··· DATASET RECORDS ···

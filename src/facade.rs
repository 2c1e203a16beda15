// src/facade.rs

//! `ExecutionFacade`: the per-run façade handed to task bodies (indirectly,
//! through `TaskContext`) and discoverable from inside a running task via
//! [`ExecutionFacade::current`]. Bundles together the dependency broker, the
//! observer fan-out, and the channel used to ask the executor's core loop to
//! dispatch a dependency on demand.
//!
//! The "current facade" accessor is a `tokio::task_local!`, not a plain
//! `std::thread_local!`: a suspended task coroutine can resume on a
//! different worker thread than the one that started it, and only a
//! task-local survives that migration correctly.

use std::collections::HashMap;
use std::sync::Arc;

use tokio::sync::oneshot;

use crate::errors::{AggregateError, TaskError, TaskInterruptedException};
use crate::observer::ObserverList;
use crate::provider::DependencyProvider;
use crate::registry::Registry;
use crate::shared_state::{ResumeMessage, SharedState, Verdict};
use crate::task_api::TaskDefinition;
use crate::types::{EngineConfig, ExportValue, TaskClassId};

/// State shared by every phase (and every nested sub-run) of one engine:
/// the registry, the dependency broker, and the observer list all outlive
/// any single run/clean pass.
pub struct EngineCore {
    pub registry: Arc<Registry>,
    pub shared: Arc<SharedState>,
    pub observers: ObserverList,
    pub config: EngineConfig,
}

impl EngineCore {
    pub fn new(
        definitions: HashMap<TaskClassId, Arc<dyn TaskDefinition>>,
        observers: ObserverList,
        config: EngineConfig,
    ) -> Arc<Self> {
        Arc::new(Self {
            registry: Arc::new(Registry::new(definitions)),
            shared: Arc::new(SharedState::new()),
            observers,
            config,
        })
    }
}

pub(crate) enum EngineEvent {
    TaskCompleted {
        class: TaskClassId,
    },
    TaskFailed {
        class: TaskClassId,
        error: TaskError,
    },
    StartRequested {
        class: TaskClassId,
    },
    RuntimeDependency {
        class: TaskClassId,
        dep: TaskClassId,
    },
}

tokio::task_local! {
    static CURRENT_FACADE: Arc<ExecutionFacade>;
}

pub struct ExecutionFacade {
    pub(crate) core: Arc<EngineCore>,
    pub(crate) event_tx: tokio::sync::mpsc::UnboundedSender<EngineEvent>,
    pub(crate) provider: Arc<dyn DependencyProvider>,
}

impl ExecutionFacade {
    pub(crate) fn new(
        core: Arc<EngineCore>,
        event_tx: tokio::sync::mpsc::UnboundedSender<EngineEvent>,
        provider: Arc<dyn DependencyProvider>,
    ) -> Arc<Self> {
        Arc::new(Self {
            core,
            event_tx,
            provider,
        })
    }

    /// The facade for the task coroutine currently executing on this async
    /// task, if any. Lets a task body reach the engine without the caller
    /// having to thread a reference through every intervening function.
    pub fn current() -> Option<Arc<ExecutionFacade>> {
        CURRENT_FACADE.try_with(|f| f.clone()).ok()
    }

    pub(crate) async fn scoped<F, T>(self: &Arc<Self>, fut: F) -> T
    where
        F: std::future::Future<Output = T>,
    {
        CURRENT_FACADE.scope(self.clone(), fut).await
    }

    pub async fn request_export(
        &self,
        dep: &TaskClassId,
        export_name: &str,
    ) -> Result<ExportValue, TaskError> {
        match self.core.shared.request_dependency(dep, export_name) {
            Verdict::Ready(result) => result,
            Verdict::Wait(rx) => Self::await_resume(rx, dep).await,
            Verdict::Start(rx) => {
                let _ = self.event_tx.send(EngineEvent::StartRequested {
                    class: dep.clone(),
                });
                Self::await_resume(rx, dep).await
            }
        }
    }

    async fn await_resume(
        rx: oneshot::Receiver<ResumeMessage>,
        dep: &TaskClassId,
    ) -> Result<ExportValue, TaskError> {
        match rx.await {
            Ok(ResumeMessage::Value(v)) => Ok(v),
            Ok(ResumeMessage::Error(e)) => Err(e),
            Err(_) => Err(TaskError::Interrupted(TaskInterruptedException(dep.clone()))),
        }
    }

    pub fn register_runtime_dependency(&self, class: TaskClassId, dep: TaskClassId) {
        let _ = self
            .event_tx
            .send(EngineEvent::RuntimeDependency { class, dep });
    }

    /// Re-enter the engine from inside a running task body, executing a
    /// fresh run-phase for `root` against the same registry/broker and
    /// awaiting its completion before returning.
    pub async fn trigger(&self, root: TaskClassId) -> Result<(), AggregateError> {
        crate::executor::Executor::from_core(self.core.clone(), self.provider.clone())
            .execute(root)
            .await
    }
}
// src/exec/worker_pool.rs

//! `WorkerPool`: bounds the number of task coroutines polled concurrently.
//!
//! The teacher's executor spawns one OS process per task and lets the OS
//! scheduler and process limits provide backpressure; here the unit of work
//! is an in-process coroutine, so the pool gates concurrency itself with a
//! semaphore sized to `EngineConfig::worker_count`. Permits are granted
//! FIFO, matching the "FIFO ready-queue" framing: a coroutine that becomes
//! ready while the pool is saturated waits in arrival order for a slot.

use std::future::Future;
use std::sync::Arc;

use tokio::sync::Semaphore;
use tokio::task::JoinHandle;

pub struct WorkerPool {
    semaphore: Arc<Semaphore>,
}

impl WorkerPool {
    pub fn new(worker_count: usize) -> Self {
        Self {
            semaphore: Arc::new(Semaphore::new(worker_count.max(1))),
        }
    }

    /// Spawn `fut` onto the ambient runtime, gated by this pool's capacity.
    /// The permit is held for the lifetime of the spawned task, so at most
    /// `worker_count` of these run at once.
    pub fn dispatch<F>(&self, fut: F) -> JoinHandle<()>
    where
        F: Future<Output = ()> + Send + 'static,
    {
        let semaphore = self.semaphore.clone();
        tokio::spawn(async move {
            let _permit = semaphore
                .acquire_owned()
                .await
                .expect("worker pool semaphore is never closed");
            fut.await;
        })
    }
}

···
··· DATASET RECORDS ···

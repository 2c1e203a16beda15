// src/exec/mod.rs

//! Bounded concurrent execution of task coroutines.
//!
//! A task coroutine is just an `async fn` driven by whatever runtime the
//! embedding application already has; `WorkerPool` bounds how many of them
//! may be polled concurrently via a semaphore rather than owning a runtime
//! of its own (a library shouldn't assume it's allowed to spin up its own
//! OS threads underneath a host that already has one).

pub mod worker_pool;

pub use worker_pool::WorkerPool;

···
··· DATASET RECORDS ···

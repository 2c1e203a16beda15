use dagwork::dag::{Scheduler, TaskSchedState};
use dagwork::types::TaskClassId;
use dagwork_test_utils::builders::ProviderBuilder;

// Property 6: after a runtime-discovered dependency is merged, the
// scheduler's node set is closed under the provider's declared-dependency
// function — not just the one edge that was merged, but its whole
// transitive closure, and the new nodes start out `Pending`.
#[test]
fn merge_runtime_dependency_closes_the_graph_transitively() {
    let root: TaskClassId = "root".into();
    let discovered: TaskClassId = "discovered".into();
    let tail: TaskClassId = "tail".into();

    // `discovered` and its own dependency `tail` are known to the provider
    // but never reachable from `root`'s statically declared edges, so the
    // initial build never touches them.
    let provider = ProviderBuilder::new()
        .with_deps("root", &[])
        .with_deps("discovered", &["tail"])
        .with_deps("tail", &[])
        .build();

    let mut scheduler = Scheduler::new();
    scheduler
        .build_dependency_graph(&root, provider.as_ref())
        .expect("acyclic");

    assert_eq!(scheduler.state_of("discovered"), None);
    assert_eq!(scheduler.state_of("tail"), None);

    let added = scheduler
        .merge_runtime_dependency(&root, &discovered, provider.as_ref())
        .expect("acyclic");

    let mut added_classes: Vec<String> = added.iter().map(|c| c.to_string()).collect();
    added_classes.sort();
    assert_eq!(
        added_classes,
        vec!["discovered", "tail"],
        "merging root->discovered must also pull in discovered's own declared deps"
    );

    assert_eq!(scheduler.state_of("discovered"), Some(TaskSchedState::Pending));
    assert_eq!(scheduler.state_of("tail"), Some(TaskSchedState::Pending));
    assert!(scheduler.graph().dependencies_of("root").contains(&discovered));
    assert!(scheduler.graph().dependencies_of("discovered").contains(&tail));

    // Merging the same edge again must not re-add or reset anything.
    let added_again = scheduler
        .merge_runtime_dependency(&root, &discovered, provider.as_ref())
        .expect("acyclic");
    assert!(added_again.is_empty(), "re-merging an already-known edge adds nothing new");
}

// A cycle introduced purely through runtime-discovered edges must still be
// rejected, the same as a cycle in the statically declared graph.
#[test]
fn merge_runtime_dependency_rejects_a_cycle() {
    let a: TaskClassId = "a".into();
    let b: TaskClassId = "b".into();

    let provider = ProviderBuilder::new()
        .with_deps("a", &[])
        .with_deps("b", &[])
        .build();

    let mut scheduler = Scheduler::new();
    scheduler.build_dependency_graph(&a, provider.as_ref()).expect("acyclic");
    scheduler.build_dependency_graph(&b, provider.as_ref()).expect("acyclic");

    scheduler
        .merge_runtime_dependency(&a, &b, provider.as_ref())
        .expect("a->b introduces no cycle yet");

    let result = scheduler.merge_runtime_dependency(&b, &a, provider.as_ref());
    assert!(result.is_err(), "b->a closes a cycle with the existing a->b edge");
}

···

Out of the entries above, write out only the lines between the line holding "match self.core.shared.request_dependency(dep, export_name)" and the line holding "itself with a", inclusive, each exactly as given.

> [RESPONSE BELOW]
        match self.core.shared.request_dependency(dep, export_name) {
            Verdict::Ready(result) => result,
            Verdict::Wait(rx) => Self::await_resume(rx, dep).await,
            Verdict::Start(rx) => {
                let _ = self.event_tx.send(EngineEvent::StartRequested {
                    class: dep.clone(),
                });
                Self::await_resume(rx, dep).await
            }
        }
    }

    async fn await_resume(
        rx: oneshot::Receiver<ResumeMessage>,
        dep: &TaskClassId,
    ) -> Result<ExportValue, TaskError> {
        match rx.await {
            Ok(ResumeMessage::Value(v)) => Ok(v),
            Ok(ResumeMessage::Error(e)) => Err(e),
            Err(_) => Err(TaskError::Interrupted(TaskInterruptedException(dep.clone()))),
        }
    }

    pub fn register_runtime_dependency(&self, class: TaskClassId, dep: TaskClassId) {
        let _ = self
            .event_tx
            .send(EngineEvent::RuntimeDependency { class, dep });
    }

    /// Re-enter the engine from inside a running task body, executing a
    /// fresh run-phase for `root` against the same registry/broker and
    /// awaiting its completion before returning.
    pub async fn trigger(&self, root: TaskClassId) -> Result<(), AggregateError> {
        crate::executor::Executor::from_core(self.core.clone(), self.provider.clone())
            .execute(root)
            .await
    }
}
// src/exec/worker_pool.rs

//! `WorkerPool`: bounds the number of task coroutines polled concurrently.
//!
//! The teacher's executor spawns one OS process per task and lets the OS
//! scheduler and process limits provide backpressure; here the unit of work
//! is an in-process coroutine, so the pool gates concurrency itself with a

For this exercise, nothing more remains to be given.